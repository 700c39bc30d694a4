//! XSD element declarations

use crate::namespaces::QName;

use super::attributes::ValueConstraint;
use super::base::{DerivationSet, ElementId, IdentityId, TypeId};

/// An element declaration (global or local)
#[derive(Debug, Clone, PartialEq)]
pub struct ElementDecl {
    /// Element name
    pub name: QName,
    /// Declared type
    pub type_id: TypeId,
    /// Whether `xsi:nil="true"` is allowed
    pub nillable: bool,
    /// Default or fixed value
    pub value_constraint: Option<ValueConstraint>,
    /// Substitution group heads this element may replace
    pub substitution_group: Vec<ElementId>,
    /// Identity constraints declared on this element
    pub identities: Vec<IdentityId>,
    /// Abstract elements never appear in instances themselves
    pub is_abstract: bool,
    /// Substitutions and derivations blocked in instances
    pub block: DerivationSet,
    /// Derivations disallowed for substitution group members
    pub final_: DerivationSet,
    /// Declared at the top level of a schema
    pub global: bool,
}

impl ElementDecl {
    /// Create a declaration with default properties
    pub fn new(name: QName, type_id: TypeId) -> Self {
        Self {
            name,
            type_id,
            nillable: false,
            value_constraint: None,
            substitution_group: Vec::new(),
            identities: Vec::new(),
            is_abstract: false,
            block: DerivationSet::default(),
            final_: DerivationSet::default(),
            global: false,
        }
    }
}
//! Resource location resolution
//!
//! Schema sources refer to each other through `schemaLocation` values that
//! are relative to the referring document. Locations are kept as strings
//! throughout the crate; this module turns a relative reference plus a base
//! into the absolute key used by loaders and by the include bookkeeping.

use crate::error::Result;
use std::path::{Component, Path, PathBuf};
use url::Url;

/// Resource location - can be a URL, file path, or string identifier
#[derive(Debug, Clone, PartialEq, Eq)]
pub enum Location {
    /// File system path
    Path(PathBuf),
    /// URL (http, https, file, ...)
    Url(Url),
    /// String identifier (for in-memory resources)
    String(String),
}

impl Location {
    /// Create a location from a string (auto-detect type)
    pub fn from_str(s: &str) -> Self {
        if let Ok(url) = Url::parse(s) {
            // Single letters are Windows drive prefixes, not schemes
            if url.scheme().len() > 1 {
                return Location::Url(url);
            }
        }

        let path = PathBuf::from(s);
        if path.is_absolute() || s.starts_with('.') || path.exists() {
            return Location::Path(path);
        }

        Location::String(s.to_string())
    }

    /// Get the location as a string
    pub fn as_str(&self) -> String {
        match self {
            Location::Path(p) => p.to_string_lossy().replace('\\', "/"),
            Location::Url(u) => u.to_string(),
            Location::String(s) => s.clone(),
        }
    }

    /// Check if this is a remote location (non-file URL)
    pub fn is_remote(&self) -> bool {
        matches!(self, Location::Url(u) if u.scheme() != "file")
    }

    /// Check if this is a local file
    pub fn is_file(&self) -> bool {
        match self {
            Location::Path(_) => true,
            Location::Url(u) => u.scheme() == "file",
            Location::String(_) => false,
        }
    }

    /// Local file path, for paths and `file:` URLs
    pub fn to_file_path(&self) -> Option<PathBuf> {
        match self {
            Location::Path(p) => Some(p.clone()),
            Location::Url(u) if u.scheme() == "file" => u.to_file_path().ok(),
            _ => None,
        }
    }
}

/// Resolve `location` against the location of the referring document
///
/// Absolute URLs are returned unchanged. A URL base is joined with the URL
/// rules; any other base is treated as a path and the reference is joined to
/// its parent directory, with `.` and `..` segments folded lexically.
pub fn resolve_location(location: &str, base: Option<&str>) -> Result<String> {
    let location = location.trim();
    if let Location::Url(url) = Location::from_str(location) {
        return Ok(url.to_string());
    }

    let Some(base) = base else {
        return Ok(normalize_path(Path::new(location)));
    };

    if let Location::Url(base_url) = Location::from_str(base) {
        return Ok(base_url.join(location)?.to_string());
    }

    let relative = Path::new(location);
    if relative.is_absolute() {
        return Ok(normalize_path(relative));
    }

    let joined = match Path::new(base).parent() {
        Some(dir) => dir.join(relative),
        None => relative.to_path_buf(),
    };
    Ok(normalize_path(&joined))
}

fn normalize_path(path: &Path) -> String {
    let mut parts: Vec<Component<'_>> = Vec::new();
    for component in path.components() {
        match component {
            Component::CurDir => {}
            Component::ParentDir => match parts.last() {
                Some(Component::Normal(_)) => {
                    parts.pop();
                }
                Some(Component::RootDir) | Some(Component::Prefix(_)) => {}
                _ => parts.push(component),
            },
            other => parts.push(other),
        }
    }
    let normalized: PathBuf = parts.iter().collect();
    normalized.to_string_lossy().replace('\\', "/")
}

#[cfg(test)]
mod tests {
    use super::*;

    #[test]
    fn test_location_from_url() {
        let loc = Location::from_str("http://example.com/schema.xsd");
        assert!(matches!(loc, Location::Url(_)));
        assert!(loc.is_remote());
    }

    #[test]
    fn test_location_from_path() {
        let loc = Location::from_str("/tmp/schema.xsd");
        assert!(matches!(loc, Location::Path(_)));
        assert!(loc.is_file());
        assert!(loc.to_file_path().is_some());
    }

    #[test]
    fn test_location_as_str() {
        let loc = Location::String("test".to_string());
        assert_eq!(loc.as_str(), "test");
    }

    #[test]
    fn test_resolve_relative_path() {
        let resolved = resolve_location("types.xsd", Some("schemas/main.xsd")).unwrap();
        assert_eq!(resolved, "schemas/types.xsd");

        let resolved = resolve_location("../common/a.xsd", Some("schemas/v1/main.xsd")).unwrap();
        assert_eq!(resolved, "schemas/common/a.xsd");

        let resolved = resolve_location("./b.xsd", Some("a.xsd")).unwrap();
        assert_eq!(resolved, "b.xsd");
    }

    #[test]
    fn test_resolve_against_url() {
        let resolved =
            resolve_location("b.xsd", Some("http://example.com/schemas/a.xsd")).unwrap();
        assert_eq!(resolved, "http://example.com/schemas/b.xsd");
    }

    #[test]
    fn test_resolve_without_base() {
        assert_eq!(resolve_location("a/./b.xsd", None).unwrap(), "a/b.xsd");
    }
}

--------------------

▸ TASK DESCRIPTION
Go through the material above, and wherever a line holds the word "instances", copy it.

▸ RESPONSE AREA
    /// Abstract elements never appear in instances themselves
    /// Substitutions and derivations blocked in instances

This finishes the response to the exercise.